**YOUR INSTRUCTIONS**. Across the records below, report how many lines include the word "core", stating the number alone.

───── DATA

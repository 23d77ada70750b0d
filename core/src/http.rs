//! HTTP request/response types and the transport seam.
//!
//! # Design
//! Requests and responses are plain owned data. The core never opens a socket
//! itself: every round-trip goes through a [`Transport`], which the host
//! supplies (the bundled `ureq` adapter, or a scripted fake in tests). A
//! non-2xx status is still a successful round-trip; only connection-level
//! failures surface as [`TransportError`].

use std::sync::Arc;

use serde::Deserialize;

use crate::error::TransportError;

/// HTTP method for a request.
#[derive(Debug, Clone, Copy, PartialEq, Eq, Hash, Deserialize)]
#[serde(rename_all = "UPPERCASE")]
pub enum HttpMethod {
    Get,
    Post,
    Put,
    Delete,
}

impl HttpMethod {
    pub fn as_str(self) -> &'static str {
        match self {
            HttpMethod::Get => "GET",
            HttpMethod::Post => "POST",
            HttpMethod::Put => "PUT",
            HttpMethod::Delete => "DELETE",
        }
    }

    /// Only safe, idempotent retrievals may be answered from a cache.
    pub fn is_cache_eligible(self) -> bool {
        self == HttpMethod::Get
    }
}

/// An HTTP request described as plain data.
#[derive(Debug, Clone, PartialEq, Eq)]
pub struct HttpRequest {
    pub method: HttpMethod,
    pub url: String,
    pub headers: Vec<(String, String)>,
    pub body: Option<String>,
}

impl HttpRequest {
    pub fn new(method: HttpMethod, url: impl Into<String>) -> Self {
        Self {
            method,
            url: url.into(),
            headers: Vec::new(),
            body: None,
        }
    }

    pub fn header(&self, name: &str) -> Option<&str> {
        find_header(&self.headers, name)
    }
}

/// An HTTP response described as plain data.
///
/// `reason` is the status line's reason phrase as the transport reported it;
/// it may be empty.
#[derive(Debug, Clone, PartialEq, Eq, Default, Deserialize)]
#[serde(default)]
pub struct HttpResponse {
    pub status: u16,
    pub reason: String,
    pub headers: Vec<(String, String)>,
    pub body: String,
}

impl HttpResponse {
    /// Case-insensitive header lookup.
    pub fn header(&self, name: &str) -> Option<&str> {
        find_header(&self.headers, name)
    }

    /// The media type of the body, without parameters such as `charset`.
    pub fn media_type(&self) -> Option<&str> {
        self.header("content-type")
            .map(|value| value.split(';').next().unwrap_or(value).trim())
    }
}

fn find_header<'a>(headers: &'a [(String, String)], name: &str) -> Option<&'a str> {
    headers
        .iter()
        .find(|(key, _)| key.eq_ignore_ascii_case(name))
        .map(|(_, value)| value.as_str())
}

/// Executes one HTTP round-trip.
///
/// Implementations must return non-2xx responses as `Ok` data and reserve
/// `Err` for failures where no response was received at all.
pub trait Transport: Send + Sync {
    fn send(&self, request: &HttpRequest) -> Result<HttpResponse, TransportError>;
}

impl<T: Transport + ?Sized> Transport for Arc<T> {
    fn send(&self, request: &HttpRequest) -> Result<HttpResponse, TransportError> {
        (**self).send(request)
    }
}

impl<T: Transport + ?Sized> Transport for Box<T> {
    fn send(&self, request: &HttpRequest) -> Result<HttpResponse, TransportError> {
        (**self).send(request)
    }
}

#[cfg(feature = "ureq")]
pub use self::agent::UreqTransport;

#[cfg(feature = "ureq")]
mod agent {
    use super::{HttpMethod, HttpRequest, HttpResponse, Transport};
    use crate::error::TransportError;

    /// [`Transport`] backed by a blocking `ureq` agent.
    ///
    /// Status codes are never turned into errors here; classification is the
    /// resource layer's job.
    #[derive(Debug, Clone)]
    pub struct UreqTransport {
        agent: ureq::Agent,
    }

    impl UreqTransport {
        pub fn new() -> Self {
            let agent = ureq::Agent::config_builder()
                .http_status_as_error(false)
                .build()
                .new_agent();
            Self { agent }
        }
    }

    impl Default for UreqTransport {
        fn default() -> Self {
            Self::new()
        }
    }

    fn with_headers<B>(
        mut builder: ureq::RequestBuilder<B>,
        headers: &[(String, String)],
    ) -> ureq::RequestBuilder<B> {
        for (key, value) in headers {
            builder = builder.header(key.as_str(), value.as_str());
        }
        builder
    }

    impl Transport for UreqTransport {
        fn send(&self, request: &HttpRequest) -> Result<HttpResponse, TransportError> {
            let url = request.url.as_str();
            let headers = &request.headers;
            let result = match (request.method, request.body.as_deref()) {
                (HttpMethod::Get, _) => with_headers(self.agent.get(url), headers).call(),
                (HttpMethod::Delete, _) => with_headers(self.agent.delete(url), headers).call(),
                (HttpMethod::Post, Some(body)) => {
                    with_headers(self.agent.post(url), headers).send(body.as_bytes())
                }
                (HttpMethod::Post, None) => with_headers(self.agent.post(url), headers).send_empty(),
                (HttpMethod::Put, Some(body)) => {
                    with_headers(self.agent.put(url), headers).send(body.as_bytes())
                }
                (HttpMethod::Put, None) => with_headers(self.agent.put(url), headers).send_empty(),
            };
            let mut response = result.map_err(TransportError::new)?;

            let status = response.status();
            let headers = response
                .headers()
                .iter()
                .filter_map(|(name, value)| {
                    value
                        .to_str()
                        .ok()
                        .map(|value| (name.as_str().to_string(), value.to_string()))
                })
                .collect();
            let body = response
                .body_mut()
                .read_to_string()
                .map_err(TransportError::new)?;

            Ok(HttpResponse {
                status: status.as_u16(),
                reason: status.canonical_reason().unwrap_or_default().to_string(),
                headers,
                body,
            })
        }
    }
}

──────────

**EXERCISE OUTPUT**. 2